Quiz

Day 1: Python Fundamentals & Essentials

Multiple choice, single answer - Python Essentials

What is the main benefit of using virtual environments in Python?

  • A) They make Python code run faster

  • B) They allow isolated project dependencies without conflicts

  • C) They are required to run Python code

  • D) They reduce the size of Python files

Which of the following is NOT a basic Python data structure?

  • A) List

  • B) Dictionary

  • C) Array (built-in)

  • D) Tuple

What is the purpose of the if __name__ == "__main__": statement?

  • A) To check if the script is imported as a module

  • B) To define the main function

  • C) To prevent code execution when the module is imported

  • D) Both A and C

How does string slicing work in Python?

  • A) s[start:end] includes both start and end indices

  • B) s[start:end] excludes the end index

  • C) s[start:end] always returns a list

  • D) Slicing modifies the original string

Which keyword is used to create a function in Python?

  • A) function

  • B) def

  • C) func

  • D) define

Multiple choice, single answer - Virtual Environments & HPC Modules

What does a virtual environment provide?

  • A) A separate Python interpreter

  • B) A sandboxed directory for project-specific packages

  • C) A containerization solution

  • D) Direct access to HPC cluster resources

What is the purpose of venv module?

  • A) It validates Python code

  • B) It creates lightweight isolated Python environments

  • C) It manages HPC job submissions

  • D) It optimizes NumPy performance

What is an HPC module system used for?

  • A) Running Python scripts in parallel

  • B) Managing access to compilers, libraries, and software versions

  • C) Creating Python classes

  • D) Storing data in memory

When you load an HPC module with module load gcc/11.2, what happens?

  • A) It installs GCC on your machine

  • B) It adds the GCC compiler to your current shell environment

  • C) It copies GCC files to your home directory

  • D) It automatically compiles your code

Multiple choice, single answer - Benchmarking & Profiling

What is the main purpose of benchmarking code?

  • A) To make code look good

  • B) To measure execution time and performance characteristics

  • C) To fix all bugs

  • D) To replace slow code with faster alternatives

Which Python module is commonly used for timing code execution?

  • A) sys

  • B) os

  • C) timeit

  • D) datetime

What does profiling reveal about your code?

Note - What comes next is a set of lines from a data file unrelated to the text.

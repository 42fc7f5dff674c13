//! Title ledger trait.
//!
//! The ledger is the only durable artifact of a run: an append-only log of
//! applied job titles used for deduplication across runs. The title, not
//! the job identifier, is the dedup key: the same posting can be
//! re-scraped under a different identifier encoding.

use async_trait::async_trait;
use chrono::{DateTime, Local};

use crate::error::LedgerResult;

/// Append-only record of applied job titles.
#[async_trait]
pub trait TitleLedger: Send + Sync {
    /// Whether a title was already recorded.
    async fn contains(&self, title: &str) -> LedgerResult<bool>;

    /// Record a title with its timestamp.
    ///
    /// Returns `false` without appending when the title is already present.
    async fn record(&self, title: &str, at: DateTime<Local>) -> LedgerResult<bool>;

    /// Number of recorded titles.
    async fn len(&self) -> LedgerResult<usize>;

    /// Whether the ledger is empty.
    async fn is_empty(&self) -> LedgerResult<bool> {
        Ok(self.len().await? == 0)
    }
}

  • A) Only the total execution time

  • B) Which functions consume the most CPU and memory

  • C) Syntax errors

  • D) Variable types

What is the difference between wall-clock time and CPU time?

  • A) Wall-clock time includes I/O waits; CPU time is actual computation

  • B) CPU time is always longer

  • C) Wall-clock time is only for single-core execution

  • D) They are the same thing

Multiple choice, single answer - NumPy

Why are NumPy arrays more efficient than Python lists for numerical computations?

  • A) They are always smaller in size

  • B) They store homogeneous data in contiguous memory blocks

  • C) They automatically parallelize operations

  • D) They require less code to write

What does vectorization mean in NumPy?

  • A) Replacing loops with whole-array operations

  • B) Converting lists to tuples

  • C) Compiling Python to C++

  • D) Creating visual representations of data

What is the shape of a 3×4×2 NumPy array?

  • A) 3 elements

  • B) 24 elements

  • C) (3, 4, 2)

  • D) 9 elements

Which operation is most efficient in NumPy?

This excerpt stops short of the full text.